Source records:
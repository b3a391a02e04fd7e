//! Reading-page entry parameters, verse anchors and deep links.

use crate::crossref::{BookGroup, group_by_key, group_for_book};
use crate::model::{BookNumber, VerseRef};
use serde::Deserialize;

pub const ANCHOR_PREFIX: &str = "verset-";

pub fn verse_anchor(verse: u32) -> String {
    format!("{ANCHOR_PREFIX}{verse}")
}

/// Parse an anchor id back into a verse number.
pub fn verse_from_anchor(anchor: &str) -> Option<u32> {
    anchor
        .trim_start_matches('#')
        .strip_prefix(ANCHOR_PREFIX)?
        .parse()
        .ok()
        .filter(|verse| *verse > 0)
}

/// Deep link to a verse on the reading page.
pub fn reader_url(position: VerseRef) -> String {
    let group = group_for_book(position.book);
    format!(
        "/?group={}&book={}&chapter={}&verse={}#{}",
        group.key,
        position.book,
        position.chapter,
        position.verse,
        verse_anchor(position.verse)
    )
}

/// Raw query parameters of the reading page. Everything stays textual until
/// resolved so junk input degrades to defaults instead of a rejection.
#[derive(Debug, Clone, Default, PartialEq, Eq, Deserialize)]
pub struct EntryParams {
    pub group: Option<String>,
    pub book: Option<String>,
    pub chapter: Option<String>,
    pub verse: Option<String>,
}

impl EntryParams {
    /// Parameters that land exactly on `position`.
    pub fn for_position(position: VerseRef) -> Self {
        Self {
            group: Some(group_for_book(position.book).key.to_string()),
            book: Some(position.book.to_string()),
            chapter: Some(position.chapter.to_string()),
            verse: Some(position.verse.to_string()),
        }
    }
}

/// Strictly positive integer, or `None` for absent, zero and garbage.
pub fn parse_positive(raw: Option<&str>) -> Option<u32> {
    raw?.trim().parse::<u32>().ok().filter(|value| *value > 0)
}

/// Where an entry request lands after defaults and clamping.
#[derive(Debug, Clone, Copy, PartialEq, Eq)]
pub struct ResolvedEntry {
    pub group: &'static BookGroup,
    pub position: VerseRef,
}

/// Corpus facts entry resolution needs.
pub trait CorpusIndex {
    /// Books that have verses, ascending.
    fn book_numbers(&self) -> Vec<BookNumber>;
    fn max_chapter(&self, book: BookNumber) -> Option<u32>;
    fn last_verse(&self, book: BookNumber, chapter: u32) -> Option<u32>;
}

/// Resolve page entry parameters against the corpus.
///
/// Unknown books fall back to the first book. A known group whose members do
/// not include the book switches to the group's first book. Chapter and verse
/// are clamped into range. Returns `None` only for an empty corpus.
pub fn resolve_entry(params: &EntryParams, corpus: &impl CorpusIndex) -> Option<ResolvedEntry> {
    let books = corpus.book_numbers();
    let first_book = *books.first()?;

    let requested_group = params.group.as_deref().and_then(group_by_key);
    let mut book = parse_positive(params.book.as_deref())
        .filter(|book| books.contains(book))
        .unwrap_or(first_book);

    let group = match requested_group {
        Some(group) if group_for_book(book).key != group.key => {
            match books.iter().find(|b| group_for_book(**b).key == group.key) {
                Some(first_in_group) => {
                    book = *first_in_group;
                    group
                }
                None => group_for_book(book),
            }
        }
        Some(group) => group,
        None => group_for_book(book),
    };

    let max_chapter = corpus.max_chapter(book).unwrap_or(1).max(1);
    let chapter = parse_positive(params.chapter.as_deref())
        .unwrap_or(1)
        .clamp(1, max_chapter);
    let last_verse = corpus.last_verse(book, chapter).unwrap_or(1).max(1);
    let verse = parse_positive(params.verse.as_deref())
        .unwrap_or(1)
        .clamp(1, last_verse);

    Some(ResolvedEntry {
        group,
        position: VerseRef::new(book, chapter, verse),
    })
}

/// Chapter selector options for a book.
pub fn chapter_options(max_chapter: u32) -> Vec<u32> {
    (1..=max_chapter.max(1)).collect()
}

#[cfg(test)]
mod tests {
    use super::*;
    use std::collections::BTreeMap;

    /// book -> verses per chapter
    struct Fixture(BTreeMap<BookNumber, Vec<u32>>);

    impl CorpusIndex for Fixture {
        fn book_numbers(&self) -> Vec<BookNumber> {
            self.0.keys().copied().collect()
        }

        fn max_chapter(&self, book: BookNumber) -> Option<u32> {
            self.0.get(&book).map(|chapters| chapters.len() as u32)
        }

        fn last_verse(&self, book: BookNumber, chapter: u32) -> Option<u32> {
            self.0
                .get(&book)?
                .get(chapter.checked_sub(1)? as usize)
                .copied()
        }
    }

    fn fixture() -> Fixture {
        Fixture(BTreeMap::from([
            (10, vec![31, 25, 24]),
            (20, vec![22, 25]),
            (60, vec![18]),
            (470, vec![25, 23]),
        ]))
    }

    fn params(group: Option<&str>, book: &str, chapter: &str, verse: &str) -> EntryParams {
        EntryParams {
            group: group.map(str::to_string),
            book: Some(book.to_string()),
            chapter: Some(chapter.to_string()),
            verse: Some(verse.to_string()),
        }
    }

    #[test]
    fn anchors_round_trip() {
        assert_eq!(verse_anchor(12), "verset-12");
        assert_eq!(verse_from_anchor("#verset-12"), Some(12));
        assert_eq!(verse_from_anchor("verset-0"), None);
        assert_eq!(verse_from_anchor("chapitre-3"), None);
    }

    #[test]
    fn reader_url_carries_group_and_anchor() {
        assert_eq!(
            reader_url(VerseRef::new(20, 3, 7)),
            "/?group=torah&book=20&chapter=3&verse=7#verset-7"
        );
    }

    #[test]
    fn empty_params_land_on_the_first_verse_of_the_first_book() {
        let entry = resolve_entry(&EntryParams::default(), &fixture()).expect("non-empty corpus");
        assert_eq!(entry.position, VerseRef::new(10, 1, 1));
        assert_eq!(entry.group.key, "torah");
    }

    #[test]
    fn garbage_and_zero_values_use_defaults() {
        let entry = resolve_entry(&params(None, "abc", "0", "-3"), &fixture()).expect("entry");
        assert_eq!(entry.position, VerseRef::new(10, 1, 1));
    }

    #[test]
    fn chapter_and_verse_are_clamped() {
        let entry = resolve_entry(&params(None, "20", "9", "99"), &fixture()).expect("entry");
        assert_eq!(entry.position, VerseRef::new(20, 2, 25));
    }

    #[test]
    fn book_outside_the_group_switches_to_the_group_start() {
        let entry =
            resolve_entry(&params(Some("neviim"), "20", "2", "3"), &fixture()).expect("entry");
        assert_eq!(entry.group.key, "neviim");
        assert_eq!(entry.position, VerseRef::new(60, 1, 3));
    }

    #[test]
    fn unknown_group_is_derived_from_the_book() {
        let entry =
            resolve_entry(&params(Some("apocryphes"), "470", "2", "1"), &fixture()).expect("entry");
        assert_eq!(entry.group.key, "nouveau-testament");
        assert_eq!(entry.position, VerseRef::new(470, 2, 1));
    }

    #[test]
    fn empty_corpus_resolves_to_nothing() {
        let empty = Fixture(BTreeMap::new());
        assert!(resolve_entry(&EntryParams::default(), &empty).is_none());
    }

    #[test]
    fn params_for_a_position_resolve_back_to_it() {
        let position = VerseRef::new(20, 1, 2);
        let resolved = resolve_entry(&EntryParams::for_position(position), &fixture())
            .expect("resolved");
        assert_eq!(resolved.position, position);
    }

    #[test]
    fn chapter_options_cover_the_book() {
        assert_eq!(chapter_options(3), vec![1, 2, 3]);
        assert_eq!(chapter_options(0), vec![1]);
    }
}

PROBLEM TO SOLVE:
Exactly reproduce the lines from the one containing "let position = VerseRef::new(20, 1, 2);" through the end of the records, and only those lines.

OUTPUT FOR THIS TASK:
        let position = VerseRef::new(20, 1, 2);
        let resolved = resolve_entry(&EntryParams::for_position(position), &fixture())
            .expect("resolved");
        assert_eq!(resolved.position, position);
    }

    #[test]
    fn chapter_options_cover_the_book() {
        assert_eq!(chapter_options(3), vec![1, 2, 3]);
        assert_eq!(chapter_options(0), vec![1]);
    }
}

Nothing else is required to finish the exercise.